Note: chart was made in Q1 2021. Read more here when i wrote about it in our newsletter.

Right now 10-year treasury has gone up to 1.5%. The problem is, we cannot know if the increase is temporary or permanent. Early in the year, it went up to 1.5% too - but subsequently went down. So, buying the dip then was a good idea.


I’ve seen this correlation as well,
however, while the covid is not yet gone or subsided at a vast level - I’m wondering about how the fed tapering, yields going up, countries taking more debt, would affect all sectors. (i.e what’s that unexpected which can stop our music for a while)

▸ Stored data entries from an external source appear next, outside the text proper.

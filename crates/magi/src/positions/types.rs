use crate::bodies::Body;
use serde::{Deserialize, Serialize};
use std::collections::BTreeMap;

/// One body's place in a chart. Built once per resolution, never updated.
#[derive(Debug, Clone, PartialEq, Serialize, Deserialize)]
pub struct Position {
    /// Ecliptic longitude in degrees, [0, 360)
    pub longitude: f64,
    pub is_retrograde: bool,
    /// "Rx" when retrograde, empty otherwise
    pub rx_label: String,
    /// Set when the backend was unavailable and the 0° sentinel was substituted
    #[serde(default)]
    pub degraded: bool,
}

/// Positions keyed by body, iterated in roster order.
pub type PositionMap = BTreeMap<Body, Position>;

impl Position {
    pub fn new(longitude: f64, is_retrograde: bool) -> Self {
        Self {
            longitude: normalize_degrees(longitude),
            is_retrograde,
            rx_label: if is_retrograde { "Rx".to_string() } else { String::new() },
            degraded: false,
        }
    }

    /// The sentinel used when a body's source could not be queried.
    pub fn degraded() -> Self {
        Self {
            degraded: true,
            ..Self::new(0.0, false)
        }
    }
}

/// Map any finite angle onto [0, 360).
pub fn normalize_degrees(degrees: f64) -> f64 {
    let wrapped = degrees.rem_euclid(360.0);
    // rem_euclid can round a tiny negative input up to exactly 360.0
    if wrapped >= 360.0 {
        0.0
    } else {
        wrapped
    }
}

Not sure if the solution to raise the bar limit of economic debt would keep things intact in stock market; raising economic debt is another vicious cycle with inflation.
Will Robert Kiyosaki’s suspicion for crash based on too much debt - go true?

I feel, I need more insights from other experts of finance as well to think about the long run.
We’re already seeing some economic trade offs (in short term), where indices are responding to the govt policies/investments being brought in. (commenting in general)

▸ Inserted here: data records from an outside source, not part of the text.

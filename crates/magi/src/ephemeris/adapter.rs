use crate::bodies::Body;
use crate::ephemeris::types::{Frame, GeoLocation};
use chrono::{DateTime, Datelike, Timelike, Utc};
use std::fs;
use std::path::{Path, PathBuf};
use std::sync::Mutex;
use swisseph::swe::{calc_ut, julday};
use thiserror::Error;

/// Errors that can occur during ephemeris calculations
#[derive(Error, Debug, Clone, PartialEq)]
pub enum EphemerisError {
    #[error("Ephemeris file not found at path: {path}. {message}")]
    FileNotFound { path: String, message: String },
    #[error("{backend} ephemeris does not serve {body}")]
    UnsupportedBody { backend: String, body: Body },
    #[error("{backend} ephemeris unavailable: {reason}")]
    Unavailable { backend: String, reason: String },
    #[error("Failed to calculate position for {body} at {datetime}: {message}")]
    CalculationFailed {
        body: Body,
        datetime: DateTime<Utc>,
        message: String,
    },
}

/// A source of ecliptic longitudes.
///
/// Implementations may block (file or network I/O); the resolver calls them
/// synchronously and applies no retry of its own.
pub trait EphemerisAdapter: Send + Sync {
    /// Human-readable backend name used in logs and errors.
    fn name(&self) -> &str;

    /// Ecliptic longitude of `body` in degrees at `instant`, seen from `location`.
    fn longitude(
        &self,
        body: Body,
        instant: DateTime<Utc>,
        location: GeoLocation,
    ) -> Result<f64, EphemerisError>;
}

// Swiss Ephemeris flag bits
const FLG_SWIEPH: u32 = 2;
const FLG_MOSEPH: u32 = 4;
const FLG_HELCTR: u32 = 8;

// SE_CHIRON
const CHIRON_ID: u32 = 15;

// Swiss Ephemeris planet IDs for the classical source
const CLASSICAL_IDS: &[(Body, u32)] = &[
    (Body::Sun, 0),
    (Body::Moon, 1),
    (Body::Mercury, 2),
    (Body::Venus, 3),
    (Body::Mars, 4),
    (Body::Jupiter, 5),
    (Body::Saturn, 6),
    (Body::Uranus, 7),
    (Body::Neptune, 8),
    (Body::Pluto, 9),
];

lazy_static::lazy_static! {
    // The C library keeps global state (file handles, cached positions).
    static ref SWISS_LOCK: Mutex<()> = Mutex::new(());
}

fn frame_flags(frame: Frame) -> u32 {
    match frame {
        Frame::Geocentric => 0,
        Frame::Heliocentric => FLG_HELCTR,
    }
}

fn swiss_longitude(
    code: u32,
    body: Body,
    instant: DateTime<Utc>,
    flags: u32,
) -> Result<f64, String> {
    let jd = datetime_to_julian_day(instant);
    let _guard = SWISS_LOCK.lock().unwrap_or_else(|poisoned| poisoned.into_inner());
    let result = calc_ut(jd, code, flags).map_err(|e| format!("Swiss Ephemeris error: {}", e))?;
    let lon = result.out[0];
    if !lon.is_finite() {
        return Err(format!("non-finite longitude for {}", body));
    }
    Ok(lon)
}

/// Earth's heliocentric longitude, opposite the Sun's geocentric one.
fn opposite_longitude(lon: f64) -> f64 {
    (lon + 180.0).rem_euclid(360.0)
}

/// Classical-planet source: Sun through Pluto via the Swiss Ephemeris.
///
/// Uses the `.se1` data files when the directory exists and the bundled
/// Moshier analytic theory otherwise. In the heliocentric frame the Sun
/// slot carries the Earth's longitude.
pub struct SwissEphemerisAdapter {
    source: u32,
    frame: Frame,
}

impl SwissEphemerisAdapter {
    pub fn new(ephemeris_path: &Path, frame: Frame) -> Result<Self, EphemerisError> {
        let source = if ephemeris_path.is_dir() {
            FLG_SWIEPH
        } else {
            log::info!(
                "Swiss Ephemeris files not found at {}; classical bodies use the Moshier ephemeris",
                ephemeris_path.display()
            );
            FLG_MOSEPH
        };

        Ok(Self { source, frame })
    }

    pub fn uses_data_files(&self) -> bool {
        self.source & FLG_SWIEPH != 0
    }
}

impl EphemerisAdapter for SwissEphemerisAdapter {
    fn name(&self) -> &str {
        "classical"
    }

    fn longitude(
        &self,
        body: Body,
        instant: DateTime<Utc>,
        _location: GeoLocation,
    ) -> Result<f64, EphemerisError> {
        let code = CLASSICAL_IDS
            .iter()
            .find(|(b, _)| *b == body)
            .map(|(_, code)| *code)
            .ok_or_else(|| EphemerisError::UnsupportedBody {
                backend: self.name().to_string(),
                body,
            })?;

        let failed = |message| EphemerisError::CalculationFailed {
            body,
            datetime: instant,
            message,
        };

        if body == Body::Sun && self.frame == Frame::Heliocentric {
            return swiss_longitude(code, body, instant, self.source)
                .map(opposite_longitude)
                .map_err(failed);
        }
        swiss_longitude(code, body, instant, self.source | frame_flags(self.frame)).map_err(failed)
    }
}

/// Minor-body source: Chiron from the Swiss Ephemeris asteroid files.
///
/// Unlike the classical source there is no analytic fallback, so the
/// adapter refuses to initialise without a `seas_*.se1` file.
pub struct MinorBodyAdapter {
    asteroid_file: PathBuf,
    flags: u32,
}

impl MinorBodyAdapter {
    pub fn new(ephemeris_path: &Path, frame: Frame) -> Result<Self, EphemerisError> {
        let asteroid_file = find_asteroid_file(ephemeris_path)?;
        Ok(Self {
            asteroid_file,
            flags: FLG_SWIEPH | frame_flags(frame),
        })
    }

    pub fn asteroid_file(&self) -> &Path {
        &self.asteroid_file
    }
}

impl EphemerisAdapter for MinorBodyAdapter {
    fn name(&self) -> &str {
        "minor-body"
    }

    fn longitude(
        &self,
        body: Body,
        instant: DateTime<Utc>,
        _location: GeoLocation,
    ) -> Result<f64, EphemerisError> {
        if body != Body::Chiron {
            return Err(EphemerisError::UnsupportedBody {
                backend: self.name().to_string(),
                body,
            });
        }

        // The asteroid files cover fixed epochs; outside them the body is simply not available.
        swiss_longitude(CHIRON_ID, body, instant, self.flags).map_err(|reason| {
            EphemerisError::Unavailable {
                backend: self.name().to_string(),
                reason,
            }
        })
    }
}

fn find_asteroid_file(dir: &Path) -> Result<PathBuf, EphemerisError> {
    let not_found = |message: &str| EphemerisError::FileNotFound {
        path: dir.display().to_string(),
        message: message.to_string(),
    };

    let entries = fs::read_dir(dir)
        .map_err(|e| not_found(&format!("Cannot read ephemeris directory: {}", e)))?;

    let mut candidates: Vec<PathBuf> = entries
        .filter_map(Result::ok)
        .map(|entry| entry.path())
        .filter(|path| {
            path.file_name()
                .and_then(|n| n.to_str())
                .map(|n| n.starts_with("seas") && n.ends_with(".se1"))
                .unwrap_or(false)
        })
        .collect();
    candidates.sort();

    candidates
        .into_iter()
        .next()
        .ok_or_else(|| not_found("No asteroid file (seas_*.se1) present; Chiron cannot be computed."))
}

/// Convert UTC datetime to Julian Day
fn datetime_to_julian_day(dt: DateTime<Utc>) -> f64 {
    let year = dt.year();
    let month = dt.month();
    let day = dt.day();
    let hour = dt.hour() as f64;
    let minute = dt.minute() as f64;
    let second = dt.second() as f64;
    let hour_decimal = hour + minute / 60.0 + second / 3600.0;

    // GREG_CAL = 1
    julday(year, month as i32, day as i32, hour_decimal, 1)
}

#[cfg(test)]
mod tests {
    use super::*;

    #[test]
    fn test_minor_body_requires_asteroid_file() {
        let dir = tempfile::tempdir().unwrap();
        fs::write(dir.path().join("sepl_18.se1"), b"").unwrap();
        match MinorBodyAdapter::new(dir.path(), Frame::Geocentric) {
            Err(EphemerisError::FileNotFound { .. }) => {}
            Err(other) => panic!("unexpected error {:?}", other),
            Ok(_) => panic!("adapter should not initialise without seas file"),
        }
    }

    #[test]
    fn test_minor_body_finds_asteroid_file() {
        let dir = tempfile::tempdir().unwrap();
        fs::write(dir.path().join("seas_18.se1"), b"").unwrap();
        let adapter = MinorBodyAdapter::new(dir.path(), Frame::Geocentric).unwrap();
        assert!(adapter.asteroid_file().ends_with("seas_18.se1"));
    }

    #[test]
    fn test_opposite_longitude_wraps() {
        assert_eq!(opposite_longitude(10.0), 190.0);
        assert_eq!(opposite_longitude(270.0), 90.0);
        assert_eq!(opposite_longitude(180.0), 0.0);
    }

    #[test]
    fn test_missing_directory_falls_back_to_moshier() {
        let adapter =
            SwissEphemerisAdapter::new(Path::new("/nonexistent/magi/ephe"), Frame::Geocentric)
                .unwrap();
        assert!(!adapter.uses_data_files());
    }

    #[test]
    fn test_classical_rejects_chiron() {
        let adapter =
            SwissEphemerisAdapter::new(Path::new("/nonexistent/magi/ephe"), Frame::Geocentric)
                .unwrap();
        let location = GeoLocation { lat: 0.0, lon: 0.0 };
        assert!(matches!(
            adapter.longitude(Body::Chiron, Utc::now(), location),
            Err(EphemerisError::UnsupportedBody { .. })
        ));
    }
}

Hey @viram @bharatjain do share your thoughts for the long run.
None of us can afford to buy the dip every time, incase something like dotcom crash happens.

P.s: maybe this reply of mine would need a different section for discussion completely.

The US 10yr is currently at 1.687. Still lower than 1.74 in March, which resulted in a 10.5% retracement in Nasdaq and more in emerging tech stocks, which Ray Dalio termed as frothy, just before they crashed. The ARK ETFs, were on the front line of this occurance. Since then, Nasdaq has risen 26%.
The rates are definitely inching higher, but we all know that it’s a temporary phenomena and that, after a dip, which is a great buying opportunity, Nasdaq will scale newer highs.
So if you are in for the long term, =>10% retracements are a great buying opportunity, even though in the short term one could book profits and buy lower as well, but I prefer to buy more of a good stock when it dips rather than sell it. Maybe that’s just me.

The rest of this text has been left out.